This algorithm starts by considering the entire list (with the "goalposts" at either end. It then looks at the middle element. If that isn't the target, then it moves the appropriate goalpost to that middle spot, thereby throwing away the half of the list and narrowing the search field. This continues until the target is found or the goalposts have moved "past" one another, at which point the search ends. See [this animation](http://www.cs.armstrong.edu/liang/animation/web/BinarySearch.html) for an example of how it works.

(Note that this is an example of _indefinite iteration_: you don't know how many times you'll need to cut the list in half before searching, so you use a `while` loop!)

So how fast is a binary search? Using a timer will demonstrate that _binary search_ is much faster than _linear search_ (as the list gets large), but how much faster?

The intuition behind the speed of a binary search is as follows: Each time through the loop (each "comparison") effectively lets you reduce the size of the list by *half*. So if there are **`N`** items in the list, the first time through the loop reduces the list to **`N*(1/2)`** items, the second time through reduces is to **`N*(1/2)*(1/2)`**, etc. In the worst case, you will need to cut the list in half until you have reduced the list to exactly one item, or:

&nbsp; ![](img/searching/binary-search-eq1.png "Binary complexity equation")

We can solve this equation for the number of `loops`:

&nbsp; ![](img/searching/binary-search-eq2.png "Binary complexity equation")

Thus binary search's speed is a **logarithmic function** of the size of the list: that is, if you double the size of the list, the number of comparisons you need to do (the number of times through the loop) _increases by just 1_.

![Logarithmic time complexity. Image by Nick Salloum.](img/searching/logarithmic-time.png)

This is _drastically_ faster than a linear search.... however, it requires a list be sorted for it to work!

### Slower Algorithms: Sorting
There are [many, _many_](https://en.wikipedia.org/wiki/Sorting_algorithm) different algorithms for sorting numbers, many of which have amusing names given to them by computer scientists (Python's built-in `sorted()` method uses one called [Timsort](https://en.wikipedia.org/wiki/Timsort), named after the man who invented it). This chapter will discuss just one straightforward example for illustration purposes.
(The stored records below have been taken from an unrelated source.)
fn schema_to_stream_type(schema: &TypeSchema) -> StreamType {
	StreamType {
		type_name: schema.type_name.to_string(),
		module: schema.module,
		bases: schema.bases.iter().map(|b| (b.name.to_string(), b.module)).collect(),
		fields: schema
			.sorted_fields()
			.into_iter()
			.map(|f| StreamField { name: f.name.to_string(), declaring_type: f.declaring_type.to_string(), kind: f.kind.clone() })
			.collect(),
	}
}

/// One reconciliation instruction per stream-side field, in stream order, plus trailing
/// default-inits for local fields the stream never mentioned (spec.md §4.F step 3).
#[derive(Debug, Clone)]
pub enum FieldPlan {
	/// `stream_kind` is how the value is laid out on the wire; `local_kind` is what the local
	/// field declares. They differ only under an integer-widening change (spec.md §4.B), in
	/// which case the reader decodes per `stream_kind` and widens into `local_kind` before
	/// handing the value to [`crate::value::GraphObject::set_field`].
	ReadLocal { local_name: &'static str, stream_kind: FieldKind, local_kind: FieldKind },
	Skip { stream_kind: FieldKind },
	DefaultInit { local_name: &'static str },
}

#[derive(Debug, Clone, Default)]
pub struct FieldMap {
	pub plans: Vec<FieldPlan>,
}

/// spec.md §4.B reconciliation: exact fingerprint match uses the local layout directly;
/// otherwise a field-by-field map is built, honoring `tolerance`.
pub fn reconcile(stream: &StreamType, local: &TypeSchema, tolerance: VersionTolerance, force_verification: bool) -> Result<FieldMap, ReadError> {
	if !force_verification && stream.fingerprint() == local.fingerprint() {
		let plans = local
			.sorted_fields()
			.into_iter()
			.map(|f| FieldPlan::ReadLocal { local_name: f.name, stream_kind: f.kind.clone(), local_kind: f.kind.clone() })
			.collect();
		return Ok(FieldMap { plans });
	}

	if stream.type_name != local.type_name && !tolerance.contains(VersionTolerance::ALLOW_TYPE_NAME_CHANGE) {
		return Err(ReadError::TypeStructureChanged {
			type_name: local.type_name.to_string(),
			reason: format!("stream type name `{}` does not match", stream.type_name),
		});
	}
	if stream.module != local.module && !tolerance.contains(VersionTolerance::ALLOW_GUID_CHANGE) {
		return Err(ReadError::TypeStructureChanged {
			type_name: local.type_name.to_string(),
			reason: "module guid changed".to_string(),
		});
	}
	let local_base_names: Vec<&str> = local.bases.iter().map(|b| b.name).collect();
	for (name, _) in &stream.bases {
		if !local_base_names.contains(&name.as_str()) {
			return Err(ReadError::TypeStructureChanged {
				type_name: local.type_name.to_string(),
				reason: format!("base type `{name}` is missing locally"),
			});
		}
	}

	let local_fields = local.sorted_fields();
	let mut consumed = vec![false; local_fields.len()];
	let mut plans = Vec::with_capacity(stream.fields.len().max(local_fields.len()));

	for stream_field in &stream.fields {
		let local_match = local_fields.iter().position(|f| f.name == stream_field.name);
		match local_match {
			None => {
				if !tolerance.contains(VersionTolerance::ALLOW_FIELD_REMOVAL) {
					return Err(ReadError::TypeStructureChanged {
						type_name: local.type_name.to_string(),
						reason: format!("field `{}` was removed locally", stream_field.name),
					});
				}
				plans.push(FieldPlan::Skip { stream_kind: stream_field.kind.clone() });
			},
			Some(idx) => {
				let local_field = local_fields[idx];
				if !stream_field.kind.is_compatible_with(&local_field.kind) {
					return Err(ReadError::TypeStructureChanged {
						type_name: local.type_name.to_string(),
						reason: format!("field `{}` changed to an incompatible type", stream_field.name),
					});
				}
				if stream_field.declaring_type != local_field.declaring_type && !tolerance.contains(VersionTolerance::ALLOW_FIELD_MOVE) {
					return Err(ReadError::TypeStructureChanged {
						type_name: local.type_name.to_string(),
						reason: format!("field `{}` moved between base and derived", stream_field.name),
					});
				}
				consumed[idx] = true;
				plans.push(FieldPlan::ReadLocal {
					local_name: local_field.name,
					stream_kind: stream_field.kind.clone(),
					local_kind: local_field.kind.clone(),
				});
			},
		}
	}

	for (idx, field) in local_fields.iter().enumerate() {
		if !consumed[idx] {
			if !tolerance.contains(VersionTolerance::ALLOW_FIELD_ADDITION) {
				return Err(ReadError::TypeStructureChanged {
					type_name: local.type_name.to_string(),
					reason: format!("field `{}` was added locally", field.name),
				});
			}
			plans.push(FieldPlan::DefaultInit { local_name: field.name });
		}
	}

	Ok(FieldMap { plans })
}
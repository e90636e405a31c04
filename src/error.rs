//! Error taxonomy (spec.md §7). A plain enum with manual `From`/`Display` impls, in the
//! teacher's style (`schema/errors.rs::ReadError`) rather than a derive-macro-based crate.

use std::fmt::{Display, Formatter};
use std::io;

use crate::ids::ObjectId;

/// Errors surfaced while reading a stream.
#[derive(Debug)]
pub enum ReadError {
	Io(io::Error),
	WrongMagic,
	WrongVersion { expected: u8, found: u8 },
	WrongStreamConfiguration { reason: &'static str },
	MetadataCorrupted,
	StreamTruncated,
	StreamCorrupted(&'static str),
	TypeStructureChanged { type_name: String, reason: String },
	InvalidOperation(&'static str),
	UnregisteredType(String),
	UnresolvedObjectId(ObjectId),
}

impl From<io::Error> for ReadError {
	fn from(value: io::Error) -> Self {
		match value.kind() {
			io::ErrorKind::UnexpectedEof => ReadError::StreamTruncated,
			_ => ReadError::Io(value),
		}
	}
}

impl Display for ReadError {
	fn fmt(&self, f: &mut Formatter<'_>) -> std::fmt::Result {
		match self {
			ReadError::Io(e) => write!(f, "i/o error: {e}"),
			ReadError::WrongMagic => write!(f, "stream does not begin with the fathom magic"),
			ReadError::WrongVersion { expected, found } => {
				write!(f, "wrong stream version: expected {expected}, found {found}")
			},
			ReadError::WrongStreamConfiguration { reason } => {
				write!(f, "stream configuration mismatch: {reason}")
			},
			ReadError::MetadataCorrupted => write!(f, "metadata block checksum/length invalid"),
			ReadError::StreamTruncated => write!(f, "stream ended before a value was fully decoded"),
			ReadError::StreamCorrupted(reason) => write!(f, "stream corrupted: {reason}"),
			ReadError::TypeStructureChanged { type_name, reason } => {
				write!(f, "type `{type_name}` structure changed beyond configured tolerance: {reason}")
			},
			ReadError::InvalidOperation(reason) => write!(f, "invalid operation: {reason}"),
			ReadError::UnregisteredType(name) => write!(f, "no local type registered for `{name}`"),
			ReadError::UnresolvedObjectId(id) => write!(f, "object id {id:?} was referenced before it was reserved"),
		}
	}
}

impl std::error::Error for ReadError {}

/// Errors surfaced while writing a stream.
#[derive(Debug)]
pub enum WriteError {
	Io(io::Error),
	InvalidOperation(&'static str),
	ArgumentOutOfRange(&'static str),
}

impl From<io::Error> for WriteError {
	fn from(value: io::Error) -> Self {
		WriteError::Io(value)
	}
}

impl Display for WriteError {
	fn fmt(&self, f: &mut Formatter<'_>) -> std::fmt::Result {
		match self {
			WriteError::Io(e) => write!(f, "i/o error: {e}"),
			WriteError::InvalidOperation(reason) => write!(f, "invalid operation: {reason}"),
			WriteError::ArgumentOutOfRange(reason) => write!(f, "argument out of range: {reason}"),
		}
	}
}

impl std::error::Error for WriteError {}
One such algorithm (**Selection Sort**) utilizes the "king-of-the-hill" search described above. This algorithm works as follows: search for ("select") the smallest item in the list. Because it is the smallest, it must be the first item in the sorted list, and can be placed there. Next, select the second-smallest item in the list (the smallest of the "unsorted" items), and place that second in the "sorted" list. Continue with this process until the entire list is sorted!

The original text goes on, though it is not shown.